### WHAT YOU HAVE TO DO
Print out every entry, keeping each line identical to the original.

Saved data entries
===
//! Push server endpoint parsing.
//!
//! The push channel always talks direct TLS to a fixed host, so there is no
//! SRV lookup and no STARTTLS: the configured string is parsed once into an
//! `Endpoint` and dialed as-is on every reconnect.

use std::fmt;

/// Port used when the server string carries none.
pub const DEFAULT_PORT: u16 = 5223;

/// Host used when no server is configured.
pub const DEFAULT_HOST: &str = "talk.google.com";

/// Direct-TLS endpoint of the push server.
#[derive(Debug, Clone, PartialEq, Eq)]
pub struct Endpoint {
    pub host: String,
    pub port: u16,
    /// Name to present for TLS SNI and certificate checks when it differs
    /// from the dialed host (e.g. connecting by IP address).
    pub domain: Option<String>,
}

impl Endpoint {
    pub fn new(host: impl Into<String>, port: u16) -> Self {
        Self {
            host: host.into(),
            port,
            domain: None,
        }
    }

    /// Hostname used for TLS SNI and certificate verification.
    pub fn tls_name(&self) -> &str {
        self.domain.as_deref().unwrap_or(&self.host)
    }
}

impl Default for Endpoint {
    fn default() -> Self {
        Self::new(DEFAULT_HOST, DEFAULT_PORT)
    }
}

impl fmt::Display for Endpoint {
    fn fmt(&self, f: &mut fmt::Formatter<'_>) -> fmt::Result {
        write!(f, "tls://{}:{}", self.host, self.port)?;
        if let Some(domain) = &self.domain {
            write!(f, "?domain={domain}")?;
        }
        Ok(())
    }
}

/// Extract optional `?domain=` parameter.
/// Returns (host_port_part, optional_domain).
fn split_domain_param(input: &str) -> (&str, Option<String>) {
    match input.split_once('?') {
        Some((host_port, query)) => (
            host_port,
            query
                .strip_prefix("domain=")
                .filter(|d| !d.is_empty())
                .map(str::to_string),
        ),
        None => (input, None),
    }
}

/// Split `host[:port]`, using `rsplit_once` so bracketed IPv6 literals keep
/// their colons.
fn split_host_port(host_port: &str) -> Result<(String, u16), String> {
    let (host, port) = match host_port.rsplit_once(':') {
        Some((host, port_str)) if !host.ends_with(':') && !port_str.contains(']') => {
            let port = port_str
                .parse::<u16>()
                .map_err(|_| format!("invalid port '{port_str}'"))?;
            (host, port)
        }
        _ => (host_port, DEFAULT_PORT),
    };

    let host = host.trim_start_matches('[').trim_end_matches(']');
    if host.is_empty() {
        return Err("missing host".to_string());
    }
    if port == 0 {
        return Err("port must be non-zero".to_string());
    }
    Ok((host.to_string(), port))
}

/// Parse a configured server string.
///
/// Supported formats:
/// - `host`                      → direct TLS on port 5223
/// - `host:port`                 → direct TLS on `port`
/// - `tls://host[:port]`         → same, explicit scheme
/// - `tls://host:port?domain=d`  → dial `host`, verify the certificate for `d`
///
/// `tcp://` is rejected: the push channel is TLS-only.
pub fn parse_server_input(server: &str) -> Result<Endpoint, String> {
    let trimmed = server.trim();
    if trimmed.is_empty() {
        return Err("server is empty".to_string());
    }

    if trimmed.starts_with("tcp://") {
        return Err(format!(
            "'{trimmed}': plaintext tcp:// endpoints are not supported, use tls://"
        ));
    }

    let (rest, domain) = match trimmed.strip_prefix("tls://") {
        Some(rest) => split_domain_param(rest),
        None if trimmed.contains("://") => {
            return Err(format!("'{trimmed}': unsupported scheme"));
        }
        None => (trimmed, None),
    };

    let (host, port) = split_host_port(rest).map_err(|e| format!("'{trimmed}': {e}"))?;
    Ok(Endpoint { host, port, domain })
}

#[cfg(test)]
mod tests {
    use super::*;

    #[test]
    fn test_parse_bare_host_uses_default_port() {
        assert_eq!(
            parse_server_input("talk.google.com").unwrap(),
            Endpoint::new("talk.google.com", 5223)
        );
    }

    #[test]
    fn test_parse_host_port() {
        assert_eq!(
            parse_server_input("push.example.com:5270").unwrap(),
            Endpoint::new("push.example.com", 5270)
        );
    }

    #[test]
    fn test_parse_tls_uri_with_domain() {
        let endpoint = parse_server_input("tls://10.0.0.5:5223?domain=push.example.com").unwrap();
        assert_eq!(endpoint.host, "10.0.0.5");
        assert_eq!(endpoint.port, 5223);
        assert_eq!(endpoint.tls_name(), "push.example.com");
    }

    #[test]
    fn test_parse_tls_uri_no_port() {
        let endpoint = parse_server_input("tls://push.example.com").unwrap();
        assert_eq!(endpoint, Endpoint::new("push.example.com", DEFAULT_PORT));
        assert_eq!(endpoint.tls_name(), "push.example.com");
    }

    #[test]
    fn test_parse_ipv6_literal() {
        assert_eq!(
            parse_server_input("[::1]:5223").unwrap(),
            Endpoint::new("::1", 5223)
        );
    }

    #[test]
    fn test_parse_trims_whitespace() {
        assert_eq!(
            parse_server_input("  push.example.com:5223 \n").unwrap(),
            Endpoint::new("push.example.com", 5223)
        );
    }

    #[test]
    fn test_parse_rejects_plaintext_and_garbage() {
        assert!(parse_server_input("tcp://push.example.com:5222").is_err());
        assert!(parse_server_input("ws://push.example.com").is_err());
        assert!(parse_server_input("push.example.com:http").is_err());
        assert!(parse_server_input("push.example.com:0").is_err());
        assert!(parse_server_input("").is_err());
        assert!(parse_server_input("tls://:5223").is_err());
    }

    #[test]
    fn test_display_round_trips_through_parse() {
        let endpoint = parse_server_input("tls://10.0.0.5:5223?domain=push.example.com").unwrap();
        assert_eq!(endpoint.to_string(), "tls://10.0.0.5:5223?domain=push.example.com");
        assert_eq!(parse_server_input(&endpoint.to_string()).unwrap(), endpoint);
    }

    #[test]
    fn test_default_endpoint() {
        assert_eq!(Endpoint::default().to_string(), "tls://talk.google.com:5223");
    }
}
===
### ANSWER TO THIS EXERCISE
//! Push server endpoint parsing.
//!
//! The push channel always talks direct TLS to a fixed host, so there is no
//! SRV lookup and no STARTTLS: the configured string is parsed once into an
//! `Endpoint` and dialed as-is on every reconnect.

use std::fmt;

/// Port used when the server string carries none.
pub const DEFAULT_PORT: u16 = 5223;

/// Host used when no server is configured.
pub const DEFAULT_HOST: &str = "talk.google.com";

/// Direct-TLS endpoint of the push server.
#[derive(Debug, Clone, PartialEq, Eq)]
pub struct Endpoint {
    pub host: String,
    pub port: u16,
    /// Name to present for TLS SNI and certificate checks when it differs
    /// from the dialed host (e.g. connecting by IP address).
    pub domain: Option<String>,
}

impl Endpoint {
    pub fn new(host: impl Into<String>, port: u16) -> Self {
        Self {
            host: host.into(),
            port,
            domain: None,
        }
    }

    /// Hostname used for TLS SNI and certificate verification.
    pub fn tls_name(&self) -> &str {
        self.domain.as_deref().unwrap_or(&self.host)
    }
}

impl Default for Endpoint {
    fn default() -> Self {
        Self::new(DEFAULT_HOST, DEFAULT_PORT)
    }
}

impl fmt::Display for Endpoint {
    fn fmt(&self, f: &mut fmt::Formatter<'_>) -> fmt::Result {
        write!(f, "tls://{}:{}", self.host, self.port)?;
        if let Some(domain) = &self.domain {
            write!(f, "?domain={domain}")?;
        }
        Ok(())
    }
}

/// Extract optional `?domain=` parameter.
/// Returns (host_port_part, optional_domain).
fn split_domain_param(input: &str) -> (&str, Option<String>) {
    match input.split_once('?') {
        Some((host_port, query)) => (
            host_port,
            query
                .strip_prefix("domain=")
                .filter(|d| !d.is_empty())
                .map(str::to_string),
        ),
        None => (input, None),
    }
}

/// Split `host[:port]`, using `rsplit_once` so bracketed IPv6 literals keep
/// their colons.
fn split_host_port(host_port: &str) -> Result<(String, u16), String> {
    let (host, port) = match host_port.rsplit_once(':') {
        Some((host, port_str)) if !host.ends_with(':') && !port_str.contains(']') => {
            let port = port_str
                .parse::<u16>()
                .map_err(|_| format!("invalid port '{port_str}'"))?;
            (host, port)
        }
        _ => (host_port, DEFAULT_PORT),
    };

    let host = host.trim_start_matches('[').trim_end_matches(']');
    if host.is_empty() {
        return Err("missing host".to_string());
    }
    if port == 0 {
        return Err("port must be non-zero".to_string());
    }
    Ok((host.to_string(), port))
}

/// Parse a configured server string.
///
/// Supported formats:
/// - `host`                      → direct TLS on port 5223
/// - `host:port`                 → direct TLS on `port`
/// - `tls://host[:port]`         → same, explicit scheme
/// - `tls://host:port?domain=d`  → dial `host`, verify the certificate for `d`
///
/// `tcp://` is rejected: the push channel is TLS-only.
pub fn parse_server_input(server: &str) -> Result<Endpoint, String> {
    let trimmed = server.trim();
    if trimmed.is_empty() {
        return Err("server is empty".to_string());
    }

    if trimmed.starts_with("tcp://") {
        return Err(format!(
            "'{trimmed}': plaintext tcp:// endpoints are not supported, use tls://"
        ));
    }

    let (rest, domain) = match trimmed.strip_prefix("tls://") {
        Some(rest) => split_domain_param(rest),
        None if trimmed.contains("://") => {
            return Err(format!("'{trimmed}': unsupported scheme"));
        }
        None => (trimmed, None),
    };

    let (host, port) = split_host_port(rest).map_err(|e| format!("'{trimmed}': {e}"))?;
    Ok(Endpoint { host, port, domain })
}

#[cfg(test)]
mod tests {
    use super::*;

    #[test]
    fn test_parse_bare_host_uses_default_port() {
        assert_eq!(
            parse_server_input("talk.google.com").unwrap(),
            Endpoint::new("talk.google.com", 5223)
        );
    }

    #[test]
    fn test_parse_host_port() {
        assert_eq!(
            parse_server_input("push.example.com:5270").unwrap(),
            Endpoint::new("push.example.com", 5270)
        );
    }

    #[test]
    fn test_parse_tls_uri_with_domain() {
        let endpoint = parse_server_input("tls://10.0.0.5:5223?domain=push.example.com").unwrap();
        assert_eq!(endpoint.host, "10.0.0.5");
        assert_eq!(endpoint.port, 5223);
        assert_eq!(endpoint.tls_name(), "push.example.com");
    }

    #[test]
    fn test_parse_tls_uri_no_port() {
        let endpoint = parse_server_input("tls://push.example.com").unwrap();
        assert_eq!(endpoint, Endpoint::new("push.example.com", DEFAULT_PORT));
        assert_eq!(endpoint.tls_name(), "push.example.com");
    }

    #[test]
    fn test_parse_ipv6_literal() {
        assert_eq!(
            parse_server_input("[::1]:5223").unwrap(),
            Endpoint::new("::1", 5223)
        );
    }

    #[test]
    fn test_parse_trims_whitespace() {
        assert_eq!(
            parse_server_input("  push.example.com:5223 \n").unwrap(),
            Endpoint::new("push.example.com", 5223)
        );
    }

    #[test]
    fn test_parse_rejects_plaintext_and_garbage() {
        assert!(parse_server_input("tcp://push.example.com:5222").is_err());
        assert!(parse_server_input("ws://push.example.com").is_err());
        assert!(parse_server_input("push.example.com:http").is_err());
        assert!(parse_server_input("push.example.com:0").is_err());
        assert!(parse_server_input("").is_err());
        assert!(parse_server_input("tls://:5223").is_err());
    }

    #[test]
    fn test_display_round_trips_through_parse() {
        let endpoint = parse_server_input("tls://10.0.0.5:5223?domain=push.example.com").unwrap();
        assert_eq!(endpoint.to_string(), "tls://10.0.0.5:5223?domain=push.example.com");
        assert_eq!(parse_server_input(&endpoint.to_string()).unwrap(), endpoint);
    }

    #[test]
    fn test_default_endpoint() {
        assert_eq!(Endpoint::default().to_string(), "tls://talk.google.com:5223");
    }
}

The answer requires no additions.